BANCOS QUEREM ARROCHAR SALÁRIOS E RETIRAR DIREITOS

Banqueiros propõem reajuste que não repõe sequer a perda causada pela inflação

Proposta foi rechaçada imediatamente pelo Comando Nacional dos Bancários. A mesa de negociação será retomada nesta quarta-feira (26/8).

As coordenadoras do Comando Nacional dos Bancários, Juvandia Moreira e Neiva Ribeiro, durante a negociação com a Fenaban. Foto cedida pela Contraf-CUT.

Na décima rodada de negociação da Campanha Nacional dos Bancários, nesta terça-feira (24/8), a Federação Nacional dos Bancos (Fenaban), pela primeira vez, apresentou duas propostas de reajuste, mas que não repõem sequer as perdas geradas pela inflação de um ano. Ambas foram rejeitadas em mesa pelo Comando Nacional dos Bancários: a primeira foi de 2,06% (50% da inflação) e, a segunda, de 2,57% (62% da inflação), representando perdas reais na remuneração da categoria (por serem, abaixo da inflação) de 1,99% e de 1,50%, respectivamente.

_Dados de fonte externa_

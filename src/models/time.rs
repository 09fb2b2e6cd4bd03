use chrono::{DateTime, NaiveDateTime, Utc};

/// Parse a timestamp that may or may not carry a UTC offset. Naive values are
/// assumed to be UTC; offset-aware values are converted to UTC.
pub fn parse_utc(raw: &str) -> Result<DateTime<Utc>, String> {
    if let Ok(dt) = DateTime::parse_from_rfc3339(raw) {
        return Ok(dt.with_timezone(&Utc));
    }
    raw.parse::<NaiveDateTime>()
        .map(|naive| naive.and_utc())
        .map_err(|err| format!("invalid timestamp {raw:?}: {err}"))
}

/// Serde field adapter for request payloads: accepts RFC 3339 with any offset
/// as well as naive timestamps, always yielding UTC.
pub mod flexible_utc {
    use chrono::{DateTime, Utc};
    use serde::{Deserialize, Deserializer};

    pub fn deserialize<'de, D>(deserializer: D) -> Result<DateTime<Utc>, D::Error>
    where
        D: Deserializer<'de>,
    {
        let raw = String::deserialize(deserializer)?;
        super::parse_utc(&raw).map_err(serde::de::Error::custom)
    }
}
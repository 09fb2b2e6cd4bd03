pub use sea_orm_migration::prelude::*;

mod m20251204_000001_create_batches_table;
mod m20251204_000002_create_consumption_records_table;
mod m20251204_000003_seed_initial_batches;

pub struct Migrator;

#[async_trait::async_trait]
impl MigratorTrait for Migrator {
    fn migrations() -> Vec<Box<dyn MigrationTrait>> {
        vec![
            Box::new(m20251204_000001_create_batches_table::Migration),
            Box::new(m20251204_000002_create_consumption_records_table::Migration),
            Box::new(m20251204_000003_seed_initial_batches::Migration),
        ]
    }
}
use std::sync::Arc;
use std::time::Duration;

use axum::{
    body::{to_bytes, Body},
    http::{Method, Request, StatusCode},
    Router,
};
use serde_json::Value;
use tower::ServiceExt;

use dairy_store_api::config::AppConfig;
use dairy_store_api::services::{AdminService, BatchService, RetryConfig};
use dairy_store_api::storage::{MemoryBatchStore, MemoryRecordStore};
use dairy_store_api::AppState;

/// Test harness: the full router over unseeded in-memory stores, driven with
/// `tower::ServiceExt::oneshot` so no socket is bound.
pub struct TestApp {
    router: Router,
    #[allow(dead_code)]
    pub state: AppState,
}

impl TestApp {
    pub fn new() -> Self {
        let batches = Arc::new(MemoryBatchStore::new());
        let records = Arc::new(MemoryRecordStore::new());
        let retry = RetryConfig {
            max_attempts: 3,
            base_delay: Duration::from_millis(1),
        };

        let state = AppState {
            batch_service: BatchService::with_retry(batches.clone(), records.clone(), retry),
            admin_service: AdminService::new(batches, records),
            config: AppConfig::new(
                "sqlite::memory:".into(),
                "127.0.0.1".into(),
                18_000,
                "test".into(),
            ),
            db: None,
        };

        let router = dairy_store_api::api_routes().with_state(state.clone());
        Self { router, state }
    }

    pub async fn request(
        &self,
        method: Method,
        uri: &str,
        body: Option<Value>,
    ) -> (StatusCode, Value) {
        let mut builder = Request::builder().method(method).uri(uri);
        let request = match body {
            Some(json) => {
                builder = builder.header("content-type", "application/json");
                builder.body(Body::from(json.to_string())).unwrap()
            }
            None => builder.body(Body::empty()).unwrap(),
        };

        let response = self
            .router
            .clone()
            .oneshot(request)
            .await
            .expect("request should not fail at the transport level");

        let status = response.status();
        let bytes = to_bytes(response.into_body(), usize::MAX).await.unwrap();
        let payload = if bytes.is_empty() {
            Value::Null
        } else {
            serde_json::from_slice(&bytes).unwrap_or(Value::Null)
        };
        (status, payload)
    }

    #[allow(dead_code)]
    pub async fn get(&self, uri: &str) -> (StatusCode, Value) {
        self.request(Method::GET, uri, None).await
    }

    #[allow(dead_code)]
    pub async fn post(&self, uri: &str, body: Value) -> (StatusCode, Value) {
        self.request(Method::POST, uri, Some(body)).await
    }

    #[allow(dead_code)]
    pub async fn delete(&self, uri: &str) -> (StatusCode, Value) {
        self.request(Method::DELETE, uri, None).await
    }
}

impl Default for TestApp {
    fn default() -> Self {
        Self::new()
    }
}
pub mod batch;
pub mod consumption_record;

Os bancos propuseram ainda uma série de corte de direitos, como o fim da indenização por morte ou incapacidade por assalto e do auxílio funeral; a retirada da multa em caso de descumprimento da Convenção Coletiva de Trabalho (CCT); o congelamento da PLR e do piso de ingresso; além da exclusão da verba de requalificação; da gratificação de compensador de cheque; e da ajuda de deslocamento noturno.

A ‘proposta’ foi rejeitada pelo Comando assim que foi feita. Os representantes da Fenaban pediram um tempo para consultar os bancos sobre a resposta a dar a partir da posição do Comando. Por volta das 15 horas, a representação dos bancos voltou com uma outra proposta que, da mesma forma, não chegava a repor as perdas: 2,57% de reajuste, muito aquém do que é reivindicado pela categoria.

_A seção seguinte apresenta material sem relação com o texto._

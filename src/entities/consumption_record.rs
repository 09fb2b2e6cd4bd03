use sea_orm::entity::prelude::*;
use serde::{Deserialize, Serialize};

use crate::models;

#[derive(Clone, Debug, PartialEq, DeriveEntityModel, Serialize, Deserialize)]
#[sea_orm(table_name = "consumption_records")]
pub struct Model {
    #[sea_orm(primary_key)]
    pub id: i64,
    pub batch_id: i64,
    pub consumed_at: DateTimeUtc,
    pub order_id: Option<String>,
    pub qty: f64,
}

#[derive(Copy, Clone, Debug, EnumIter, DeriveRelation)]
pub enum Relation {
    #[sea_orm(
        belongs_to = "super::batch::Entity",
        from = "Column::BatchId",
        to = "super::batch::Column::Id",
        on_delete = "Cascade"
    )]
    Batch,
}

impl Related<super::batch::Entity> for Entity {
    fn to() -> RelationDef {
        Relation::Batch.def()
    }
}

impl ActiveModelBehavior for ActiveModel {}

impl From<Model> for models::ConsumptionRecord {
    fn from(row: Model) -> Self {
        models::ConsumptionRecord {
            id: row.id,
            batch_id: row.batch_id,
            consumed_at: row.consumed_at,
            order_id: row.order_id,
            qty: row.qty,
        }
    }
}
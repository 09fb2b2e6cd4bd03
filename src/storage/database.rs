use std::sync::Arc;

use async_trait::async_trait;
use chrono::{DateTime, Duration, Utc};
use sea_orm::sea_query::Expr;
use sea_orm::{
    ActiveModelTrait, ColumnTrait, DatabaseConnection, EntityTrait, QueryFilter, Set, SqlErr,
};
use tracing::debug;

use crate::entities::batch::{self, Entity as BatchEntity};
use crate::entities::consumption_record::{self, Entity as RecordEntity};
use crate::errors::ServiceError;
use crate::models::{
    Batch, BatchUpdate, BatchWrite, ConsumptionRecord, NewBatch, NewConsumptionRecord,
};
use crate::storage::{BatchStore, RecordStore};

/// sea-orm batch backend. The version check rides on the UPDATE itself
/// (`WHERE id = ? AND version <= ?`), so check-and-write is a single
/// statement regardless of the database behind the pool.
pub struct DbBatchStore {
    db: Arc<DatabaseConnection>,
}

impl DbBatchStore {
    pub fn new(db: Arc<DatabaseConnection>) -> Self {
        Self { db }
    }

    async fn insert(&self, new: NewBatch) -> Result<Batch, ServiceError> {
        let expiry = new.expiry();
        let batch_code = new.batch_code;
        let row = batch::ActiveModel {
            batch_code: Set(batch_code.clone()),
            received_at: Set(new.received_at),
            shelf_life_days: Set(new.shelf_life_days),
            volume_liters: Set(new.volume_liters),
            fat_percent: Set(new.fat_percent),
            expiry: Set(expiry),
            is_deleted: Set(false),
            version: Set(1),
            ..Default::default()
        }
        .insert(&*self.db)
        .await
        // batch_code carries a unique index; both backends report a taken
        // code as Conflict
        .map_err(|err| match err.sql_err() {
            Some(SqlErr::UniqueConstraintViolation(_)) => {
                ServiceError::Conflict(format!("batch_code {batch_code} already exists"))
            }
            _ => ServiceError::DatabaseError(err),
        })?;

        Ok(row.into())
    }

    async fn update(&self, patch: BatchUpdate) -> Result<Batch, ServiceError> {
        let db = &*self.db;
        let current = BatchEntity::find_by_id(patch.id)
            .one(db)
            .await?
            .ok_or_else(|| ServiceError::NotFound(format!("batch {} not found", patch.id)))?;

        // expiry is derived; recompute from the effective field values
        let received_at = patch.received_at.unwrap_or(current.received_at);
        let shelf_life_days = patch.shelf_life_days.unwrap_or(current.shelf_life_days);
        let expiry = received_at + Duration::days(i64::from(shelf_life_days));

        let mut update = BatchEntity::update_many()
            .col_expr(batch::Column::ReceivedAt, Expr::value(received_at))
            .col_expr(batch::Column::ShelfLifeDays, Expr::value(shelf_life_days))
            .col_expr(batch::Column::Expiry, Expr::value(expiry))
            .col_expr(
                batch::Column::Version,
                Expr::value(patch.expected_version + 1),
            );
        if let Some(code) = patch.batch_code {
            update = update.col_expr(batch::Column::BatchCode, Expr::value(code));
        }
        if let Some(volume) = patch.volume_liters {
            update = update.col_expr(batch::Column::VolumeLiters, Expr::value(volume));
        }
        if let Some(fat) = patch.fat_percent {
            update = update.col_expr(batch::Column::FatPercent, Expr::value(fat));
        }

        let result = update
            .filter(batch::Column::Id.eq(patch.id))
            .filter(batch::Column::Version.lte(patch.expected_version))
            .exec(db)
            .await?;

        if result.rows_affected == 0 {
            return match BatchEntity::find_by_id(patch.id).one(db).await? {
                Some(_) => {
                    debug!(batch_id = patch.id, expected_version = patch.expected_version,
                           "version check failed, stored row has advanced");
                    Err(ServiceError::ConcurrentModification(patch.id))
                }
                None => Err(ServiceError::NotFound(format!(
                    "batch {} not found",
                    patch.id
                ))),
            };
        }

        let updated = BatchEntity::find_by_id(patch.id)
            .one(db)
            .await?
            .ok_or_else(|| {
                ServiceError::InternalError(format!("batch {} vanished during update", patch.id))
            })?;
        Ok(updated.into())
    }
}

#[async_trait]
impl BatchStore for DbBatchStore {
    async fn upsert(&self, write: BatchWrite) -> Result<Batch, ServiceError> {
        match write {
            BatchWrite::Insert(new) => self.insert(new).await,
            BatchWrite::Update(patch) => self.update(patch).await,
        }
    }

    async fn read_by_id(&self, id: i64) -> Result<Option<Batch>, ServiceError> {
        let row = BatchEntity::find_by_id(id)
            .filter(batch::Column::IsDeleted.eq(false))
            .filter(batch::Column::VolumeLiters.gt(0.0))
            .filter(batch::Column::Expiry.gt(Utc::now()))
            .one(&*self.db)
            .await?;
        Ok(row.map(Into::into))
    }

    async fn list_all_available(&self) -> Result<Vec<Batch>, ServiceError> {
        let rows = BatchEntity::find()
            .filter(batch::Column::IsDeleted.eq(false))
            .filter(batch::Column::VolumeLiters.gt(0.0))
            .filter(batch::Column::Expiry.gt(Utc::now()))
            .all(&*self.db)
            .await?;
        Ok(rows.into_iter().map(Into::into).collect())
    }

    async fn list_all_between_dates(
        &self,
        min: DateTime<Utc>,
        max: DateTime<Utc>,
    ) -> Result<Vec<Batch>, ServiceError> {
        let rows = BatchEntity::find()
            .filter(batch::Column::IsDeleted.eq(false))
            .filter(batch::Column::VolumeLiters.gt(0.0))
            .filter(batch::Column::Expiry.gt(Utc::now()))
            .filter(batch::Column::Expiry.gte(min))
            .filter(batch::Column::Expiry.lte(max))
            .all(&*self.db)
            .await?;
        Ok(rows.into_iter().map(Into::into).collect())
    }

    async fn soft_delete(&self, id: i64) -> Result<(), ServiceError> {
        let result = BatchEntity::update_many()
            .col_expr(batch::Column::IsDeleted, Expr::value(true))
            .filter(batch::Column::Id.eq(id))
            .exec(&*self.db)
            .await?;

        if result.rows_affected == 0 {
            return Err(ServiceError::NotFound(format!("batch {id} not found")));
        }
        Ok(())
    }

    async fn list_all(&self) -> Result<Vec<Batch>, ServiceError> {
        let rows = BatchEntity::find().all(&*self.db).await?;
        Ok(rows.into_iter().map(Into::into).collect())
    }
}

/// sea-orm consumption record backend.
pub struct DbRecordStore {
    db: Arc<DatabaseConnection>,
}

impl DbRecordStore {
    pub fn new(db: Arc<DatabaseConnection>) -> Self {
        Self { db }
    }
}

#[async_trait]
impl RecordStore for DbRecordStore {
    async fn insert(
        &self,
        record: NewConsumptionRecord,
    ) -> Result<ConsumptionRecord, ServiceError> {
        let row = consumption_record::ActiveModel {
            batch_id: Set(record.batch_id),
            consumed_at: Set(record.consumed_at),
            order_id: Set(record.order_id),
            qty: Set(record.qty),
            ..Default::default()
        }
        .insert(&*self.db)
        .await?;

        Ok(row.into())
    }

    async fn list_all(&self) -> Result<Vec<ConsumptionRecord>, ServiceError> {
        let rows = RecordEntity::find().all(&*self.db).await?;
        Ok(rows.into_iter().map(Into::into).collect())
    }
}
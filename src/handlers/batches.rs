use axum::{
    extract::{Path, Query, State},
    http::StatusCode,
    response::IntoResponse,
    Json,
};
use chrono::{DateTime, Utc};
use serde::Deserialize;

use crate::errors::ServiceError;
use crate::models::{time::flexible_utc, NewBatch};
use crate::AppState;

fn default_shelf_life_days() -> i32 {
    7
}

/// Body for `POST /api/batches`. Id and version are storage-assigned and
/// cannot be supplied by the caller.
#[derive(Debug, Deserialize)]
pub struct CreateBatchRequest {
    pub batch_code: String,
    #[serde(deserialize_with = "flexible_utc::deserialize")]
    pub received_at: DateTime<Utc>,
    #[serde(default = "default_shelf_life_days")]
    pub shelf_life_days: i32,
    pub volume_liters: f64,
    pub fat_percent: Option<f64>,
}

impl From<CreateBatchRequest> for NewBatch {
    fn from(req: CreateBatchRequest) -> Self {
        NewBatch {
            batch_code: req.batch_code,
            received_at: req.received_at,
            shelf_life_days: req.shelf_life_days,
            volume_liters: req.volume_liters,
            fat_percent: req.fat_percent,
        }
    }
}

/// Body for `POST /api/batches/:id/consume`.
#[derive(Debug, Deserialize)]
pub struct ConsumeRequest {
    pub qty: f64,
    pub order_id: Option<String>,
}

#[derive(Debug, Deserialize)]
pub struct NearExpiryParams {
    pub n_days: i64,
}

pub async fn create(
    State(state): State<AppState>,
    Json(request): Json<CreateBatchRequest>,
) -> Result<impl IntoResponse, ServiceError> {
    let batch = state.batch_service.create(request.into()).await?;
    Ok((StatusCode::CREATED, Json(batch)))
}

pub async fn list_all(State(state): State<AppState>) -> Result<impl IntoResponse, ServiceError> {
    let batches = state.batch_service.list_all().await?;
    Ok(Json(batches))
}

pub async fn list_near_expiry(
    State(state): State<AppState>,
    Query(params): Query<NearExpiryParams>,
) -> Result<impl IntoResponse, ServiceError> {
    let batches = state.batch_service.list_near_expiry(params.n_days).await?;
    Ok(Json(batches))
}

pub async fn read_by_id(
    State(state): State<AppState>,
    Path(id): Path<i64>,
) -> Result<impl IntoResponse, ServiceError> {
    let batch = state.batch_service.read_by_id(id).await?;
    Ok(Json(batch))
}

pub async fn consume(
    State(state): State<AppState>,
    Path(id): Path<i64>,
    Json(request): Json<ConsumeRequest>,
) -> Result<impl IntoResponse, ServiceError> {
    let batch = state
        .batch_service
        .consume(id, request.qty, request.order_id)
        .await?;
    Ok(Json(batch))
}

pub async fn delete(
    State(state): State<AppState>,
    Path(id): Path<i64>,
) -> Result<impl IntoResponse, ServiceError> {
    state.batch_service.delete(id).await?;
    Ok(StatusCode::NO_CONTENT)
}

E ainda: congelamento da PLR e do piso de ingresso; reajuste de 2,57% no auxílio creche/baba, auxílio para pais com filhos PcD; e ajuda de custo para o teletrabalho; e exclusão da gratificação de compensador de cheque; e da ajuda de deslocamento noturno. Ou seja, voltou atrás na retirada da verba de requalificação profissional (com reajuste de 2,57%) e na retirada da multa em caso de descumprimento da CCT.

Após o posicionamento do Comando Nacional, que destacou o desrespeito dos banqueiros às reivindicações da categoria, a Fenaban terminou a rodada. A mesa de negociação será retomada nesta quarta-feira (26/8). A mesa começou com um minuto de silêncio, a pedido do Comando Nacional, em homenagem a Wander Castro, diretor regional do Sindicato dos Bancários de Belo Horizonte, que faleceu nesta terça-feira (25).

Arrocho e retirada de direitos – Além de retirar direitos, a proposta econômica está muito aquém do que reivindicam os bancários: 5% de aumento real (reposição integral da inflação mais 5% de reajuste) para salários e demais verbas; aumento no piso salarial da categoria, de forma que alcance o salário mínimo ideal calculado pelo Dieese (R$ 7.999,44); aumento maior para VA e VR; e valorização da PLR.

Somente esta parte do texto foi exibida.